El Fondo Monetario Internacional (FMI) y el Banco Mundial (BM), entidades financieras que guían las políticas económicas de varios países, dispusieron una serie de herramientas para «proporcionar ayuda en la crisis» y «proteger los avances logrados en el desarrollo», según indican en comunicados.

 

Básicamente, se trata de préstamos millonarios, pero con mayores flexibilidades a la hora del pago de las cuotas. La Línea de Liquidez a Corto Plazo del FMI y los proyectos de rápida implementación por COVID-19 del BM según cada país son algunos ejemplos.

 

En este sentido, un grupo internacional de investigadores publicó un artículo en el que analiza las propuestas de las entidades internacionales y cuestiona ciertas «condiciones controvertidas» que requieren dichos préstamos, como reformas que los países receptores deben implementar antes de acceder al dinero.

 

Un caso reciente fue el rechazo del FMI al pedido de un préstamo por parte de Venezuela, con quien el organismo mantiene una relación problemática desde que el Gobierno de Nicolás Maduro lo acusara de «defender el sistema capitalista».

 

Según entienden, «tales condicionalidades tienen efectos adversos en la salud de la población porque incluyen medidas políticas mal diseñadas, como recortes presupuestarios, reducción de la cantidad de trabajadores sociales y sanitarios, así como de sus salarios, además del debilitamiento de las protecciones laborales y la promoción de privatizaciones».

 

Como indicó el presidente del BM, David Malpass, en la conferencia que el ente mantuvo con el G20, «los países tendrán que implementar reformas estructurales para acortar sus tiempos de recuperación.
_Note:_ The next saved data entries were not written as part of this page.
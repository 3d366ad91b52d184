//! CLI command definitions

use crate::infrastructure::PathOverrides;
use clap::{ArgAction, Parser};
use std::path::PathBuf;

#[derive(Parser, Debug)]
#[command(name = "assistant")]
#[command(about = "Personal assistant for contacts and notes", long_about = None)]
#[command(version)]
pub struct Cli {
    /// Directory holding contacts.toml and notes.toml (default: current directory)
    #[arg(long, value_name = "DIR")]
    pub data_dir: Option<PathBuf>,

    /// Contacts file (overrides ASSISTANT_CONTACTS_FILE)
    #[arg(long, value_name = "FILE")]
    pub contacts: Option<PathBuf>,

    /// Notes file (overrides ASSISTANT_NOTES_FILE)
    #[arg(long, value_name = "FILE")]
    pub notes: Option<PathBuf>,

    /// Log more to stderr (-v info, -vv debug)
    #[arg(short, long, action = ArgAction::Count)]
    pub verbose: u8,
}

impl Cli {
    pub fn overrides(&self) -> PathOverrides {
        PathOverrides {
            data_dir: self.data_dir.clone(),
            contacts_file: self.contacts.clone(),
            notes_file: self.notes.clone(),
        }
    }
}

/// Interactive shell commands
#[derive(Debug, Clone, Copy, PartialEq, Eq)]
pub enum Command {
    AddContact,
    SearchContact,
    EditContact,
    DeleteContact,
    ShowContacts,
    ShowBirthday,
    Birthdays,
    AddNote,
    SearchNote,
    EditNote,
    DeleteNote,
    ShowNotes,
    Help,
    Exit,
}

/// Keyword, command and help line, in the order `commands` prints them
const COMMAND_TABLE: &[(&str, Command, &str)] = &[
    ("add contact", Command::AddContact, "add a new contact"),
    ("search contact", Command::SearchContact, "find contacts by any field"),
    ("edit contact", Command::EditContact, "change a contact's details"),
    ("delete contact", Command::DeleteContact, "remove a contact"),
    ("show contacts", Command::ShowContacts, "list all contacts"),
    ("show birthday", Command::ShowBirthday, "show one contact's birthday"),
    ("birthdays", Command::Birthdays, "list upcoming birthdays"),
    ("add note", Command::AddNote, "add a note with optional tags"),
    ("search note", Command::SearchNote, "find notes by text or tag"),
    ("edit note", Command::EditNote, "change notes by text or tag"),
    ("delete note", Command::DeleteNote, "remove notes by text or tag"),
    ("show notes", Command::ShowNotes, "list all notes"),
    ("commands", Command::Help, "show this list"),
    ("exit", Command::Exit, "save and quit"),
    ("close", Command::Exit, "save and quit"),
];

impl Command {
    /// Match the start of `line` against the command keywords, ignoring case.
    ///
    /// The keyword must be followed by whitespace or the end of the line.
    /// Returns the command and whatever text follows the keyword.
    pub fn parse(line: &str) -> Option<(Command, &str)> {
        let line = line.trim();
        COMMAND_TABLE.iter().find_map(|(keyword, command, _)| {
            let head = line.get(..keyword.len())?;
            if !head.eq_ignore_ascii_case(keyword) {
                return None;
            }
            let rest = &line[keyword.len()..];
            if !rest.is_empty() && !rest.starts_with(char::is_whitespace) {
                return None;
            }
            Some((*command, rest.trim()))
        })
    }

    /// One line per command keyword
    pub fn help_text() -> String {
        let width = COMMAND_TABLE
            .iter()
            .map(|(keyword, _, _)| keyword.len())
            .max()
            .unwrap_or(0);

        let mut output = String::from("Available commands:\n");
        for (keyword, _, help) in COMMAND_TABLE {
            output.push_str(&format!("  {:<width$}  {}\n", keyword, help, width = width));
        }
        output
    }
}

#[cfg(test)]
mod tests {
    use super::*;

    #[test]
    fn test_parse_exact_keyword() {
        assert_eq!(Command::parse("add contact"), Some((Command::AddContact, "")));
        assert_eq!(Command::parse("birthdays"), Some((Command::Birthdays, "")));
        assert_eq!(Command::parse("close"), Some((Command::Exit, "")));
    }

    #[test]
    fn test_parse_ignores_case_and_whitespace() {
        assert_eq!(Command::parse("  SHOW Notes \n"), Some((Command::ShowNotes, "")));
        assert_eq!(Command::parse("Exit"), Some((Command::Exit, "")));
    }

    #[test]
    fn test_parse_keeps_trailing_argument_case() {
        assert_eq!(
            Command::parse("edit contact  Bob Smith"),
            Some((Command::EditContact, "Bob Smith"))
        );
    }

    #[test]
    fn test_parse_distinguishes_show_commands() {
        assert_eq!(
            Command::parse("show birthday Ann"),
            Some((Command::ShowBirthday, "Ann"))
        );
        assert_eq!(Command::parse("show contacts"), Some((Command::ShowContacts, "")));
    }

    #[test]
    fn test_parse_unknown() {
        assert_eq!(Command::parse("hello"), None);
        assert_eq!(Command::parse("add"), None);
        assert_eq!(Command::parse(""), None);
        assert_eq!(Command::parse("ädd contact"), None);
    }

    #[test]
    fn test_parse_requires_whole_keyword() {
        assert_eq!(Command::parse("closet"), None);
        assert_eq!(Command::parse("exiting"), None);
        assert_eq!(Command::parse("add contacts"), None);
        assert_eq!(Command::parse("commandsx"), None);
        assert_eq!(Command::parse("exit\tnow"), Some((Command::Exit, "now")));
    }

    #[test]
    fn test_help_lists_every_keyword() {
        let help = Command::help_text();
        for (keyword, _, _) in COMMAND_TABLE {
            assert!(help.contains(keyword), "missing {}", keyword);
        }
    }

    #[test]
    fn test_cli_overrides() {
        let cli = Cli::parse_from(["assistant", "--data-dir", "/data", "--notes", "/n.toml", "-vv"]);
        let overrides = cli.overrides();
        assert_eq!(overrides.data_dir, Some(PathBuf::from("/data")));
        assert_eq!(overrides.contacts_file, None);
        assert_eq!(overrides.notes_file, Some(PathBuf::from("/n.toml")));
        assert_eq!(cli.verbose, 2);
    }
}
Para aquellos países cuyos Estados se excedan en regulacionismos, como subsidios o regímenes de licencias, trabajaremos en mejorar en mejorar sus mercados para ayudarlos durante la recuperación».

 

El trabajo sostiene que es preciso dejar de exigir condiciones políticas a los países que solicitan las ayudas económicas, y más aún en un momento donde las circunstancias de seguridad sanitaria de buena parte de la población se encuentra en riesgo.

 

Además, hicieron énfasis en la necesidad de la intervención estatal en lo que respecta a destinar mayor capital a los fondos de salud pública, incluso si esto implica incurrir en aumentar el déficit fiscal de los países o en implementar impuestos a la renta o de otro tipo.